Exercise data.
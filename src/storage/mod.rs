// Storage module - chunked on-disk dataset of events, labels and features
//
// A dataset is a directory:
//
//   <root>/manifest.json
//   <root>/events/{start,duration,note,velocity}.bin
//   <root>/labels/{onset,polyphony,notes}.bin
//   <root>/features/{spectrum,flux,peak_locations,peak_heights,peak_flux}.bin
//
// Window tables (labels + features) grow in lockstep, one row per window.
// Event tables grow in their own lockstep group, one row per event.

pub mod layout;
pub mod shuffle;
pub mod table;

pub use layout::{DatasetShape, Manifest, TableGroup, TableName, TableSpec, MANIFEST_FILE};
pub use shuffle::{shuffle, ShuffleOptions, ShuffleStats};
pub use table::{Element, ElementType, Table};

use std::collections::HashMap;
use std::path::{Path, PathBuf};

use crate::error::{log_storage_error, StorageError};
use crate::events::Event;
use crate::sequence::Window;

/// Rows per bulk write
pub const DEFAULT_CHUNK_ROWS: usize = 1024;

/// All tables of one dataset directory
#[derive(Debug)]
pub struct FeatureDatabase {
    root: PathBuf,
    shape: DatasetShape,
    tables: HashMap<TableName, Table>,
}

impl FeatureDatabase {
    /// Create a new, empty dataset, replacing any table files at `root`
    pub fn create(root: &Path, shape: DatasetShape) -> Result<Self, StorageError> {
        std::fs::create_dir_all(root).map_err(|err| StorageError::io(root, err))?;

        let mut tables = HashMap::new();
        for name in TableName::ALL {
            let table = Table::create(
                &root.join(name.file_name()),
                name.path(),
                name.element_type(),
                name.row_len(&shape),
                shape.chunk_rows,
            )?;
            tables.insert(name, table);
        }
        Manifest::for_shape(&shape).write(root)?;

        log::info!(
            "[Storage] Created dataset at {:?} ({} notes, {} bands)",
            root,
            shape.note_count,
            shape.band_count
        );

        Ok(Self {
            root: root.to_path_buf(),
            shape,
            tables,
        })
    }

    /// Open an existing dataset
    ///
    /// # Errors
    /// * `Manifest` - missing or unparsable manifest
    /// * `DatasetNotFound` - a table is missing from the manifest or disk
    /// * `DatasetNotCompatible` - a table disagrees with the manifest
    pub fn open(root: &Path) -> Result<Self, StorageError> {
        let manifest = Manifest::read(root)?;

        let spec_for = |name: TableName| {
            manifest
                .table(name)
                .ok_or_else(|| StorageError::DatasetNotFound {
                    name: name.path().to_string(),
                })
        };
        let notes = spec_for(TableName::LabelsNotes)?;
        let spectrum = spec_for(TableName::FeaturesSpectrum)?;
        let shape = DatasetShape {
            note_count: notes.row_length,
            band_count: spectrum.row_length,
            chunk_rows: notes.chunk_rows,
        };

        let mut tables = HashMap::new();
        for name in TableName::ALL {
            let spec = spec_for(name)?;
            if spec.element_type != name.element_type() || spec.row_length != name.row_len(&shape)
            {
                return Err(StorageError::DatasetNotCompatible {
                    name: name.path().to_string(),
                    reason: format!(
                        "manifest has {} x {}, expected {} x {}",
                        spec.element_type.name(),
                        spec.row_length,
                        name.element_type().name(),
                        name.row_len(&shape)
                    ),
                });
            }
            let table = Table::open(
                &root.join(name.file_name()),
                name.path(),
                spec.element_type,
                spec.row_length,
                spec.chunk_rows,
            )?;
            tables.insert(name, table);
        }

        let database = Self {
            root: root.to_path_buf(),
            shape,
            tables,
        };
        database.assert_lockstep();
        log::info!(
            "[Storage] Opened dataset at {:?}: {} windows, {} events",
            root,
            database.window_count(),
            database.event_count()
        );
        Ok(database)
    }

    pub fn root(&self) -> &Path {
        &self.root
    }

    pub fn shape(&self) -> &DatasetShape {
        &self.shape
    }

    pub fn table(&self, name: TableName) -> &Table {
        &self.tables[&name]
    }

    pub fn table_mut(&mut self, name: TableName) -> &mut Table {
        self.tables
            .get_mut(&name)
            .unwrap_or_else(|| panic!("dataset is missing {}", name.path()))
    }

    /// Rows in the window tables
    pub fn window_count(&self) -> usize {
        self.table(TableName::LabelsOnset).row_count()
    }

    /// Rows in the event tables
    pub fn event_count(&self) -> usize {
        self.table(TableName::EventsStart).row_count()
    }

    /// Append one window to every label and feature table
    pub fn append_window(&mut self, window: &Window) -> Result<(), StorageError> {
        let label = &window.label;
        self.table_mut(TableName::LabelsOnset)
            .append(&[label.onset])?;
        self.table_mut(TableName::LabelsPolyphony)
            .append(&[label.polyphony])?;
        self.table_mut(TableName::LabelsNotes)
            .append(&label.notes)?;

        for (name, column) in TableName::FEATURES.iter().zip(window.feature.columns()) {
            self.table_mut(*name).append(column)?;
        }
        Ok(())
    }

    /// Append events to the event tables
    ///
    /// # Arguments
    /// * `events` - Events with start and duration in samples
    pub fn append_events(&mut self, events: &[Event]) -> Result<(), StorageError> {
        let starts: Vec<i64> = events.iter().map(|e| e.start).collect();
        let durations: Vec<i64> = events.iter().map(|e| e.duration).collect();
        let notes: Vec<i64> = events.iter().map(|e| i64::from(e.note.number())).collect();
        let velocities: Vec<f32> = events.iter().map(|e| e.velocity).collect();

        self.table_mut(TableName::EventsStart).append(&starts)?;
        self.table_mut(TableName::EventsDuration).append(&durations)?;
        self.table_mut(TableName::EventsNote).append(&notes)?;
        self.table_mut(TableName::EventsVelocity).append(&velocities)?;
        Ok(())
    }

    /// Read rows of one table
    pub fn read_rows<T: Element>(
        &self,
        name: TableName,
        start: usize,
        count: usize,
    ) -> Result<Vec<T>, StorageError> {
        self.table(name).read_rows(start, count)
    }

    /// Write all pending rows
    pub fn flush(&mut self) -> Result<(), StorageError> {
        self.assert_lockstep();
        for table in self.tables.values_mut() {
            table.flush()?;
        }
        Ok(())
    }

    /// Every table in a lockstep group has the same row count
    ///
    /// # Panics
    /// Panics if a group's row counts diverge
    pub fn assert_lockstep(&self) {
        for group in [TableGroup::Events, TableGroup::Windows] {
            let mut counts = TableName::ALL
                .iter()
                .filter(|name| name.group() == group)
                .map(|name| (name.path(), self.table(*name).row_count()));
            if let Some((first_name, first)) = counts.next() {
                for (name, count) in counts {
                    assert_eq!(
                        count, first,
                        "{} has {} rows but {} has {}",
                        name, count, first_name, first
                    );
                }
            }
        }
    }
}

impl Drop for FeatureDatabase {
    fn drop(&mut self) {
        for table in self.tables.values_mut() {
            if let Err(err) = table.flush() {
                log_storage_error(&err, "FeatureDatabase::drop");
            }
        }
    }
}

What you will do. A single number is required: how many lines in these records contain "disk".

Solution to this task. 2